(Dataset items)
──────────

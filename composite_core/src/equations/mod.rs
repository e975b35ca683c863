//! # Structural Engineering Equations
//!
//! Every formula the composite beam check applies lives here, separate from
//! the pipeline stages that thread values between them. Keeping the equations
//! in one place enables:
//! - Verification against AISC 360-16, ACI 318 and Roark's
//! - Documentation of assumptions and units next to the formula
//! - A generated reference document (`EQUATIONS.md`)
//!
//! ## Modules
//!
//! - [`beam`] - Simply-supported beam formulas (moment, shear, deflection)
//! - [`composite`] - AISC Chapter I/G provisions (effective width, anchors, web shear)
//! - [`section`] - Cross-section properties and built-up section combination
//! - [`registry`] - Equation metadata referenced by derivation trails
//!
//! ## Sign Conventions
//!
//! - **Loads**: Positive downward (gravity direction)
//! - **Moment**: Positive causes tension on bottom fiber (sagging)
//! - **Heights**: Measured upward from the bottom of the steel beam
//! - **Deflection**: Positive downward
//!
//! ## References
//!
//! - AISC 360-16: Specification for Structural Steel Buildings
//! - ACI 318-14: Building Code Requirements for Structural Concrete
//! - ASCE 7-16: Minimum Design Loads for Buildings
//! - Roark's Formulas for Stress and Strain, 8th Edition

pub mod beam;
pub mod composite;
pub mod registry;
pub mod section;

// Re-export commonly used items
pub use beam::{
    uniform_load_max_deflection,
    uniform_load_max_moment,
    uniform_load_max_shear,
};

pub use composite::{
    channel_nominal_strength,
    concrete_modulus_ksi,
    connectors_over_half_span,
    deck_reduction_factor,
    effective_moment_of_inertia,
    effective_width,
    percent_composite,
    stud_area,
    stud_nominal_strength,
    web_shear_nominal,
};

pub use section::{
    combine_pieces,
    parallel_axis_term,
    rectangular_area,
    rectangular_moment_of_inertia,
    SectionPiece,
};

pub use registry::{
    CodeReference,
    Equation,
    EquationCategory,
    EquationMetadata,
    Variable,
    ALL_EQUATIONS,
    generate_equations_markdown,
};
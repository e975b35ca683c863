//! Logging setup.
//!
//! The library only emits `tracing` events; hosts decide where they go.
//! `RUST_LOG` controls the filter (default: `info`), e.g.
//! `RUST_LOG=composite_core=debug`.

use tracing_subscriber::{fmt, EnvFilter};

/// Install a formatted subscriber reading its filter from `RUST_LOG`.
///
/// Safe to call more than once; later calls are ignored.
pub fn init() {
    let filter = EnvFilter::try_from_default_env().unwrap_or_else(|_| EnvFilter::new("info"));

    let _ = fmt()
        .with_env_filter(filter)
        .with_target(true)
        .with_writer(std::io::stderr)
        .try_init();
}
//! # Structural Calculations
//!
//! The composite beam check runs as a chain of stages, each a pure function
//! of the input, the design settings and the results of earlier stages:
//!
//! - [`load_analysis`] - Factored and service line loads, M_u and V_u
//! - [`effective_width`] - Slab width acting with the beam
//! - [`connectors`] - Shear connector strength and percent composite action
//! - [`flexure`] - Stress block, lever arm and φMn
//! - [`shear`] - Web shear yielding
//! - [`deflection`] - Transformed section, I_eff and deflection limits
//! - [`composite_beam`] - Runs every stage and collects the result
//!
//! Every type follows the `*Input` / `*Result` pattern and serializes to
//! clean JSON. Each result carries a [`DerivationTrail`](crate::derivation::DerivationTrail)
//! with the substituted formulas.

pub mod composite_beam;
pub mod connectors;
pub mod deflection;
pub mod effective_width;
pub mod flexure;
pub mod input;
pub mod load_analysis;
pub mod settings;
pub mod shear;

use std::fmt;

use serde::{Deserialize, Serialize};

pub use composite_beam::{calculate, calculate_with, CompositeBeamResult};
pub use connectors::{connector_capacity, ConnectorResult, StudStrength};
pub use deflection::{check_deflection, DeflectionCase, DeflectionCheck, DeflectionResult, TransformedSection};
pub use effective_width::{compute_effective_width, EffectiveWidthResult};
pub use flexure::{check_flexure, StrengthResult, StressBlock, StressBlockShape};
pub use input::{parse_numeric, Connector, DeckOrientation, DesignInput};
pub use load_analysis::{analyze_loads, LoadResult};
pub use settings::DesignSettings;
pub use shear::{check_shear, ShearResult};

/// Outcome of a single check.
#[derive(Debug, Clone, Copy, PartialEq, Eq, Serialize, Deserialize)]
pub enum CheckStatus {
    #[serde(rename = "OK")]
    Ok,
    /// Strength or short-term limit exceeded
    #[serde(rename = "FAIL")]
    Fail,
    /// Long-term limit exceeded; flagged for review
    #[serde(rename = "CHECK")]
    Check,
}

impl CheckStatus {
    /// `Ok` when `ratio ≤ 1.0`, otherwise `Fail`
    pub fn strength(ratio: f64) -> Self {
        if ratio <= 1.0 {
            CheckStatus::Ok
        } else {
            CheckStatus::Fail
        }
    }

    /// `Ok` when `ratio ≤ 1.0`, otherwise `Check`
    pub fn serviceability(ratio: f64) -> Self {
        if ratio <= 1.0 {
            CheckStatus::Ok
        } else {
            CheckStatus::Check
        }
    }

    pub fn as_str(&self) -> &'static str {
        match self {
            CheckStatus::Ok => "OK",
            CheckStatus::Fail => "FAIL",
            CheckStatus::Check => "CHECK",
        }
    }

    pub fn is_ok(&self) -> bool {
        matches!(self, CheckStatus::Ok)
    }
}

impl fmt::Display for CheckStatus {
    fn fmt(&self, f: &mut fmt::Formatter<'_>) -> fmt::Result {
        f.write_str(self.as_str())
    }
}

/// Enum wrapper for all calculation types.
///
/// This allows storing calculations in a project collection while keeping
/// clean tagged serialization.
#[derive(Debug, Clone, PartialEq, Serialize, Deserialize)]
#[serde(tag = "type")]
pub enum CalculationItem {
    /// Simply-supported composite floor beam
    CompositeBeam(DesignInput),
}

impl CalculationItem {
    /// Get the user-provided label for this calculation
    pub fn label(&self) -> &str {
        match self {
            CalculationItem::CompositeBeam(input) => &input.label,
        }
    }

    /// Get the calculation type as a string
    pub fn calc_type(&self) -> &'static str {
        match self {
            CalculationItem::CompositeBeam(_) => "CompositeBeam",
        }
    }

    /// Run the calculation with the given settings
    pub fn run(&self, settings: &DesignSettings) -> crate::errors::CalcResult<CompositeBeamResult> {
        match self {
            CalculationItem::CompositeBeam(input) => calculate_with(input, settings),
        }
    }
}


#[cfg(test)]
mod tests {
    use super::*;

    #[test]
    fn test_status_thresholds() {
        assert_eq!(CheckStatus::strength(0.99), CheckStatus::Ok);
        assert_eq!(CheckStatus::strength(1.01), CheckStatus::Fail);
        assert_eq!(CheckStatus::serviceability(1.0), CheckStatus::Ok);
        assert_eq!(CheckStatus::serviceability(1.01), CheckStatus::Check);
        assert_eq!(CheckStatus::strength(f64::NAN), CheckStatus::Fail);
    }

    #[test]
    fn test_status_serialization() {
        assert_eq!(serde_json::to_string(&CheckStatus::Ok).unwrap(), "\"OK\"");
        assert_eq!(serde_json::to_string(&CheckStatus::Check).unwrap(), "\"CHECK\"");
        assert_eq!(CheckStatus::Fail.to_string(), "FAIL");
    }

    #[test]
    fn test_calculation_item_tagged() {
        let item = CalculationItem::CompositeBeam(DesignInput::typical_floor_beam());
        let json = serde_json::to_string(&item).unwrap();
        assert!(json.contains("\"type\":\"CompositeBeam\""));
        assert_eq!(item.label(), "B-1");
        assert_eq!(item.calc_type(), "CompositeBeam");

        let back: CalculationItem = serde_json::from_str(&json).unwrap();
        assert_eq!(back, item);
    }
}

──────────

What you retype should run from the first line of the entries above through the line containing "318 and Roark's", exactly and in full.

■ **TASK SOLUTION**:
filename composite_core/src/equations/mod.rs
repository e975b35ca683c863
//! # Structural Engineering Equations
//!
//! Every formula the composite beam check applies lives here, separate from
//! the pipeline stages that thread values between them. Keeping the equations
//! in one place enables:
//! - Verification against AISC 360-16, ACI 318 and Roark's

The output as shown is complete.